• **Data items**:
_ _ _ _ _ _ _

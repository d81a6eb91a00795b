use std::path::PathBuf;
use thiserror::Error;

/// Result type alias for harness operations
pub type Result<T> = std::result::Result<T, HarnessError>;

/// Error type returned by application handlers under test
pub type HandlerError = Box<dyn std::error::Error + Send + Sync>;

/// Error types for every harness layer
#[derive(Debug, Error)]
pub enum HarnessError {
    #[error("IO error: {0}")]
    Io(#[from] std::io::Error),

    #[error("JSON error: {0}")]
    Json(#[from] serde_json::Error),

    #[error("Configuration parse error: {0}")]
    ConfigParse(#[from] toml::de::Error),

    #[error("HTTP request error: {0}")]
    Http(#[from] reqwest::Error),

    #[error("URL parse error: {0}")]
    UrlParse(#[from] url::ParseError),

    #[error("Configuration file not found: {path}")]
    ConfigNotFound { path: PathBuf },

    #[error("Invalid configuration: {message}")]
    InvalidConfig { message: String },

    #[error("Unknown environment '{environment}'. Available environments: {available}")]
    UnknownEnvironment {
        environment: String,
        available: String,
    },

    #[error("Unknown service '{service}'")]
    UnknownService { service: String },

    #[error("Unknown scenario '{scenario}'")]
    UnknownScenario { scenario: String },

    #[error("Scenario '{scenario}' is already registered")]
    DuplicateScenario { scenario: String },

    #[error("Handler failed: {0}")]
    Handler(HandlerError),

    #[error("Response declared JSON but body could not be parsed: {message}")]
    InvalidResponseBody { message: String },

    #[error("Assertion failed: {0}")]
    Assertion(#[from] AssertionFailure),

    #[error("Command '{command}' failed: {message}")]
    CommandFailed { command: String, message: String },

    #[error("Store error: {message}")]
    Store { message: String },

    #[error("Services not healthy after {waited_ms}ms: {services}")]
    ServicesUnavailable { waited_ms: u64, services: String },
}

impl HarnessError {
    /// Create a new invalid configuration error
    pub fn invalid_config<S: Into<String>>(message: S) -> Self {
        Self::InvalidConfig {
            message: message.into(),
        }
    }

    /// Create a new command failure error
    pub fn command_failed<S: Into<String>>(command: S, message: S) -> Self {
        Self::CommandFailed {
            command: command.into(),
            message: message.into(),
        }
    }

    /// Create a new store error
    pub fn store<S: Into<String>>(message: S) -> Self {
        Self::Store {
            message: message.into(),
        }
    }

    /// Whether this error is a caller/test-authoring defect rather than a runtime condition
    pub fn is_configuration_error(&self) -> bool {
        matches!(
            self,
            Self::ConfigNotFound { .. }
                | Self::ConfigParse(_)
                | Self::InvalidConfig { .. }
                | Self::UnknownEnvironment { .. }
                | Self::UnknownService { .. }
                | Self::UnknownScenario { .. }
                | Self::DuplicateScenario { .. }
        )
    }
}

/// Failed expectation on a captured response or matrix
#[derive(Debug, Clone, PartialEq, Error)]
pub enum AssertionFailure {
    #[error("expected status {expected}, got {actual}")]
    Status { expected: u16, actual: u16 },

    #[error("expected a JSON body, got text: {body}")]
    NotJson { body: String },

    #[error("missing field '{field}'")]
    MissingField { field: String },

    #[error("field '{field}' has the wrong shape: {message}")]
    Shape { field: String, message: String },

    #[error("item {index} belongs to tenant '{actual}', expected '{expected}'")]
    TenantLeak {
        index: usize,
        expected: String,
        actual: String,
    },

    #[error("role matrix violated: {}", violations.join("; "))]
    RoleMatrix { violations: Vec<String> },

    #[error("{0}")]
    Custom(String),
}

impl AssertionFailure {
    /// Create a free-form assertion failure, used by scenario verify steps
    pub fn custom<S: Into<String>>(message: S) -> Self {
        Self::Custom(message.into())
    }
}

_ _ _ _ _ _ _

• **Your instructions**:
Starting at the first line of the records above, please copy every line exactly through the line containing "not healthy after", and stop there.

• **Written reply**:
repository d81a6eb91a00795b
use std::path::PathBuf;
use thiserror::Error;

/// Result type alias for harness operations
pub type Result<T> = std::result::Result<T, HarnessError>;

/// Error type returned by application handlers under test
pub type HandlerError = Box<dyn std::error::Error + Send + Sync>;

/// Error types for every harness layer
#[derive(Debug, Error)]
pub enum HarnessError {
    #[error("IO error: {0}")]
    Io(#[from] std::io::Error),

    #[error("JSON error: {0}")]
    Json(#[from] serde_json::Error),

    #[error("Configuration parse error: {0}")]
    ConfigParse(#[from] toml::de::Error),

    #[error("HTTP request error: {0}")]
    Http(#[from] reqwest::Error),

    #[error("URL parse error: {0}")]
    UrlParse(#[from] url::ParseError),

    #[error("Configuration file not found: {path}")]
    ConfigNotFound { path: PathBuf },

    #[error("Invalid configuration: {message}")]
    InvalidConfig { message: String },

    #[error("Unknown environment '{environment}'. Available environments: {available}")]
    UnknownEnvironment {
        environment: String,
        available: String,
    },

    #[error("Unknown service '{service}'")]
    UnknownService { service: String },

    #[error("Unknown scenario '{scenario}'")]
    UnknownScenario { scenario: String },

    #[error("Scenario '{scenario}' is already registered")]
    DuplicateScenario { scenario: String },

    #[error("Handler failed: {0}")]
    Handler(HandlerError),

    #[error("Response declared JSON but body could not be parsed: {message}")]
    InvalidResponseBody { message: String },

    #[error("Assertion failed: {0}")]
    Assertion(#[from] AssertionFailure),

    #[error("Command '{command}' failed: {message}")]
    CommandFailed { command: String, message: String },

    #[error("Store error: {message}")]
    Store { message: String },

    #[error("Services not healthy after {waited_ms}ms: {services}")]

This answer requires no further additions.